Eddie didn’t think he could respond, and when he tried, all that came out of his mouth was an exhale that sounded like a moan, and a spurt of hot blood. He choked and coughed on the metallic, thick taste of it, trying to brace himself on his elbows before he was pushed roughly back down.
“Fucking lie there and take it, Munson. You asked for it the second you decided to re-enact one of your little freak fantasies on Chrissy.”
At that point, Eddie knew that it wouldn’t have made any difference to try and defend himself. But his addled, foggy brain kept pulling an image of Chrissy, broken and wrong, floating on the ceiling of his trailer. He coughed, tried to force out the words I didn’t kill her, but nothing came out besides a choke of agony as one of Jason’s friends kicked him so hard that he slammed back into one of the tires of his van.
There were voices overhead now, tense and stilted.
“He’s had enough, Jason. You’re gonna kill him.”
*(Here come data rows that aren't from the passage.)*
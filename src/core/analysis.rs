use std::fmt;

use serde::{Serialize, Serializer};

use super::types::{HistoricalSummary, OutcomeSet, OutcomeSummary};

/// Long-run S&P 500 average annual return used as the comparison point.
pub const BENCHMARK_ANNUAL_RETURN: f64 = 0.07;
pub const HIGH_VOLATILITY: f64 = 0.20;
pub const SHORT_HORIZON_YEARS: u32 = 5;
pub const LOSS_PROBABILITY_THRESHOLD: f64 = 0.5;

#[derive(Copy, Clone, Debug, Eq, PartialEq)]
pub enum Observation {
    AboveBenchmark,
    BelowBenchmark,
    HighVolatility,
    ShortHorizon,
    LongHorizonShortfall,
    HistoricalGrowth,
    HistoricalDecline,
    LikelyLoss,
    FavorableOutlook,
}

impl Observation {
    pub fn message(self) -> &'static str {
        match self {
            Observation::AboveBenchmark => {
                "The stock's average annual return is higher than typical benchmarks like the S&P 500. This might indicate a potentially higher reward but remember to evaluate the associated risks."
            }
            Observation::BelowBenchmark => {
                "The stock's average annual return is lower than benchmarks like the S&P 500. Consider understanding the reasons behind this before investing."
            }
            Observation::HighVolatility => {
                "The stock has high volatility, which means your investment might experience significant ups and downs. Ensure you're comfortable with this level of risk."
            }
            Observation::ShortHorizon => {
                "Although the average projected value seems promising, your time horizon is short. Stocks are typically volatile in the short term."
            }
            Observation::LongHorizonShortfall => {
                "Despite a longer time horizon, the average projected value is not promising. Diversifying or reconsidering your options might be a good idea."
            }
            Observation::HistoricalGrowth => {
                "Historically, this stock has shown growth from your start date till now. Past performance doesn't guarantee future results, but it provides context."
            }
            Observation::HistoricalDecline => {
                "The stock has declined in value from your chosen start date till now. It's important to understand why before making an investment decision."
            }
            Observation::LikelyLoss => {
                "There's a substantial probability of not achieving your principal amount based on the simulations. Diversifying your portfolio can help mitigate such risks."
            }
            Observation::FavorableOutlook => {
                "The simulations suggest a favorable outcome. Still, it's a good practice to diversify to protect against unforeseen market changes."
            }
        }
    }
}

impl fmt::Display for Observation {
    fn fmt(&self, f: &mut fmt::Formatter<'_>) -> fmt::Result {
        f.write_str(self.message())
    }
}

impl Serialize for Observation {
    fn serialize<S: Serializer>(&self, serializer: S) -> Result<S::Ok, S::Error> {
        serializer.serialize_str(self.message())
    }
}

#[derive(Debug, Clone, Serialize)]
#[serde(rename_all = "camelCase")]
pub struct Analysis {
    pub summary: OutcomeSummary,
    pub observations: Vec<Observation>,
}

pub fn summarize_outcomes(outcomes: &OutcomeSet, principal: f64) -> OutcomeSummary {
    let values = outcomes.values();
    if values.is_empty() {
        return OutcomeSummary {
            mean: 0.0,
            median: 0.0,
            probability_of_loss: 0.0,
        };
    }

    let n = values.len() as f64;
    let losses = values.iter().filter(|&&v| v < principal).count();
    let mut sorted = values.to_vec();
    OutcomeSummary {
        mean: values.iter().sum::<f64>() / n,
        median: percentile(&mut sorted, 50.0),
        probability_of_loss: losses as f64 / n,
    }
}

pub fn analyze(
    history: &HistoricalSummary,
    outcomes: &OutcomeSet,
    principal: f64,
    years: u32,
) -> Analysis {
    let summary = summarize_outcomes(outcomes, principal);
    let mut observations = Vec::with_capacity(5);

    if history.stats.mean > BENCHMARK_ANNUAL_RETURN {
        observations.push(Observation::AboveBenchmark);
    } else {
        observations.push(Observation::BelowBenchmark);
    }

    if history.stats.std_dev > HIGH_VOLATILITY {
        observations.push(Observation::HighVolatility);
    }

    if years < SHORT_HORIZON_YEARS && summary.mean > principal {
        observations.push(Observation::ShortHorizon);
    } else if years >= SHORT_HORIZON_YEARS && summary.mean < principal {
        observations.push(Observation::LongHorizonShortfall);
    }

    if history.grew() {
        observations.push(Observation::HistoricalGrowth);
    } else {
        observations.push(Observation::HistoricalDecline);
    }

    if summary.probability_of_loss > LOSS_PROBABILITY_THRESHOLD {
        observations.push(Observation::LikelyLoss);
    } else {
        observations.push(Observation::FavorableOutlook);
    }

    Analysis {
        summary,
        observations,
    }
}

pub(crate) fn percentile(values: &mut [f64], p: f64) -> f64 {
    if values.is_empty() {
        return 0.0;
    }

    values.sort_by(|a, b| a.total_cmp(b));

    let n = values.len();
    if n == 1 {
        return values[0];
    }

    let rank = (p / 100.0) * (n as f64 - 1.0);
    let lower = rank.floor() as usize;
    let upper = rank.ceil() as usize;

    if lower == upper {
        values[lower]
    } else {
        let w = rank - lower as f64;
        values[lower] * (1.0 - w) + values[upper] * w
    }
}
“So what if I do? It’s not like anyone will miss him.” Another kick connected with Eddie’s aching ribs, and he coughed.
“Dude, he’s got friends. He’s got that club. Someone will notice if he just doesn’t fucking show. Come on, man, before you do some real damage. Leave him alone and let them all think someone else did it. Wouldn’t be the first time someone got beat within an inch of their lives on this end of town.”
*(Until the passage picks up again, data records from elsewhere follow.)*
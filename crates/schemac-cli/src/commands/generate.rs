use std::io::{self, Write};
use std::path::PathBuf;

use schemac_compiler::{Config, generate, generate_header};

use super::{CliError, load_schema, write_file};

pub struct GenerateArgs {
    pub schema_path: PathBuf,
    pub name: String,
    pub target: Option<String>,
    pub output: Option<PathBuf>,
    pub header: Option<PathBuf>,
}

impl GenerateArgs {
    fn config(&self) -> Config {
        let config = Config::new().name(self.name.as_str());
        match &self.target {
            Some(target) => config.target(target.as_str()),
            None => config,
        }
    }

    /// Where the header goes: `--header`, else `<target>.h` beside `--output`.
    pub fn header_path(&self, config: &Config) -> Option<PathBuf> {
        if let Some(header) = &self.header {
            return Some(header.clone());
        }
        let output = self.output.as_ref()?;
        Some(output.with_file_name(format!("{}.h", config.target_name())))
    }
}

pub fn run(args: GenerateArgs) -> Result<(), CliError> {
    let schema = load_schema(&args.schema_path)?;
    let config = args.config();

    let source = generate(&schema, &config)?;
    let header = match args.header_path(&config) {
        Some(path) => Some((path, generate_header(&schema, &config)?)),
        None => None,
    };

    match &args.output {
        Some(path) => write_file(path, &source)?,
        None => io::stdout()
            .write_all(source.as_bytes())
            .map_err(|err| CliError::Write {
                path: PathBuf::from("<stdout>"),
                source: err,
            })?,
    }
    if let Some((path, text)) = header {
        write_file(&path, &text)?;
    }
    Ok(())
}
Eddie wasn’t entirely sure he could trust his ears at this point, but he had to agree with Jason’s friend. Much more of this and he didn’t think he’d be alright without some sort of medical intervention he definitely couldn’t afford.
“He killed Chrissy, man.”
“You think Chrissy would want you to go to jail for killing him? C’mon, man, let’s go. He won’t talk. Not if he knows that we’re close enough to do this all over again. Eh, freak? You won’t talk, will you? Be a good boy and keep your mouth shut if you wanna keep all your teeth, huh?”
The last part of the conversation was punctuated by a hand grabbing Eddie roughly by the jaw and twisted his head to the side. He saw sparks, spat blood onto the gravel, and managed a weak nod that increased his vertigo tenfold.
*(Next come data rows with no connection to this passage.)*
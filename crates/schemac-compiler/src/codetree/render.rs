//! Template-driven text rendering.

use super::TreeError;
use super::node::{FieldValue, Node, NodeKind, Row, Template};
use super::registry::TypeRegistry;
use crate::invariants::{not_inline, unknown_template_field};

/// Renders finished trees as indented text.
pub struct Renderer<'r> {
    registry: &'r TypeRegistry,
    indent: String,
}

impl<'r> Renderer<'r> {
    pub fn new(registry: &'r TypeRegistry, indent: impl Into<String>) -> Self {
        Self {
            registry,
            indent: indent.into(),
        }
    }

    /// Validate, then render every node as a top-level line or block.
    pub fn render(&self, nodes: &[Node]) -> Result<String, TreeError> {
        let (kind, field, set) = self.registry.scope_slot(None);
        for node in nodes {
            self.registry.check(kind, field, set, node)?;
            self.registry.validate(node)?;
        }

        let mut stream = Stream {
            out: String::new(),
            depth: 0,
            unit: &self.indent,
        };
        for node in nodes {
            stream.node(node);
        }
        Ok(stream.out)
    }
}

/// Output buffer with an explicit nesting counter.
struct Stream<'a> {
    out: String,
    depth: usize,
    unit: &'a str,
}

impl Stream<'_> {
    fn line(&mut self, text: &str) {
        if !text.is_empty() {
            for _ in 0..self.depth {
                self.out.push_str(self.unit);
            }
            self.out.push_str(text);
        }
        self.out.push('\n');
    }

    fn node(&mut self, node: &Node) {
        match node.kind().template() {
            Template::Line(template) => {
                let text = fill(template, node);
                self.line(&text);
            }
            Template::EachLine(template) => {
                for line in node.lines() {
                    let text = template.replace("{line}", line);
                    self.line(&text);
                }
            }
            Template::Block { start, end } => {
                self.line(&fill(start, node));
                self.depth += 1;
                for child in block_body(node) {
                    self.node(child);
                }
                self.depth -= 1;
                self.line(&fill(end, node));
            }
            Template::Rows { start, end } => {
                self.line(&fill(start, node));
                self.depth += 1;
                match node {
                    Node::Table { rows, .. } => self.table_rows(rows),
                    Node::StructInit { fields, .. } => {
                        for field in fields {
                            self.line(&format!("{},", inline(field)));
                        }
                    }
                    _ => {}
                }
                self.depth -= 1;
                self.line(&fill(end, node));
            }
        }
    }

    /// A row is `value, // i. comment`; the last row drops its comma unless it
    /// is a sentinel.
    fn table_rows(&mut self, rows: &[Option<Row>]) {
        for (index, row) in rows.iter().enumerate() {
            let last = index + 1 == rows.len();
            match row {
                Some(row) => {
                    let separator = if last { " " } else { "," };
                    let value = inline(&row.value);
                    self.line(&format!("{value}{separator} // {index}. {}", row.comment));
                    if let Some(pos) = &row.pos {
                        self.line(&format!("// {pos}"));
                    }
                }
                None => self.line(&format!("{{ NULL }}, // {index}. sentinel")),
            }
        }
    }
}

fn block_body(node: &Node) -> &[Node] {
    match node {
        Node::Struct { body, .. }
        | Node::Function { body, .. }
        | Node::For { body, .. }
        | Node::If { body, .. } => body,
        _ => &[],
    }
}

/// Render a node as an inline fragment.
pub(crate) fn inline(node: &Node) -> String {
    match node.kind().template() {
        Template::Line(template) => fill(template, node),
        _ => not_inline(node.kind()),
    }
}

fn field_text(kind: NodeKind, node: &Node, name: &str) -> String {
    match node.field(name) {
        Some(FieldValue::Text(text)) => text.into_owned(),
        Some(FieldValue::Node(child)) => inline(child),
        Some(FieldValue::List(items, separator)) => items
            .iter()
            .map(inline)
            .collect::<Vec<_>>()
            .join(separator),
        Some(FieldValue::Absent) => String::new(),
        None => unknown_template_field(kind, name),
    }
}

/// Substitute the fields of `node` into `template`.
fn fill(template: &str, node: &Node) -> String {
    let kind = node.kind();
    let mut out = String::with_capacity(template.len());
    let mut rest = template;
    while let Some(at) = rest.find(['{', '}']) {
        out.push_str(&rest[..at]);
        let tail = &rest[at..];
        if let Some(after) = tail.strip_prefix("{{") {
            out.push('{');
            rest = after;
        } else if let Some(after) = tail.strip_prefix("}}") {
            out.push('}');
            rest = after;
        } else if let Some(after) = tail.strip_prefix('{')
            && let Some(close) = after.find('}')
        {
            let placeholder = &after[..close];
            let name = placeholder.trim();
            let prefix = &placeholder[..placeholder.len() - placeholder.trim_start().len()];
            let suffix = &placeholder[placeholder.trim_end().len()..];
            let value = field_text(kind, node, name);
            if !value.is_empty() {
                out.push_str(prefix);
                out.push_str(&value);
                out.push_str(suffix);
            }
            rest = &after[close + 1..];
        } else {
            out.push_str(&tail[..1]);
            rest = &tail[1..];
        }
    }
    out.push_str(rest);
    out
}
“See, Jason? He won’t snitch on us. Too fucking scared. Not as scary as you seem, huh?”
Eddie didn’t have the energy to respond. Everything was swirling around him, night sky and darkened figures merging together into a sickening miasma. His hands clenched two fistfuls of gravel, and he willed himself not to throw up until Jason and his henchmen had gone back to whatever suburban hell they lived in.
With a parting kick to the ribs, the three boys towering over Eddie crunched off down the gravel road of the trailer park. He could hear their footsteps receding with painful clarity, his brain still on high alert, ready for the next attack. Meanwhile, his head bled sluggishly, and he could feel bruises spreading over cracked ribs. A cough sat at the back of his throat, and he tried to will it away before accepting his fate and hacking miserably until, finally, mercifully, he blacked out.
Eddie mocked Steve at least once a week for how much he worried. Called him a mother hen, bugged him about being attached to ‘his kids’, as they had been affectionately dubbed. Quite frequently, Eddie would make threats about what would happen if Steve ever started treating him with the same nervous vigilance.
“I’m a fucking adult. I live practically on my own and I’ve been earning my own money since grade school. Save your worrying for someone who needs it, or I swear I’ll destroy every cassette in your car.”
It had become a bit of a joke between them, as they had grown closer in the months that followed Vecna’s defeat. Eddie had ended up camping out on Steve’s couch while he found a new trailer to live in, and while he recovered from his demobat-inflicted injuries. There had been a few weeks where he hadn’t been able to walk, and Steve had brought him everything he needed. Unsurprisingly, he had spent the whole time protesting that he could do it himself, that he wasn’t useless, until Steve had needed to sit him down and ask him who had told him he was useless in the first place. The resulting conversation had been the beginning of something…more. Something that made Steve feel nervous and young. And something that made Steve worry even more about Eddie than he had when they had originally returned from the Upside Down.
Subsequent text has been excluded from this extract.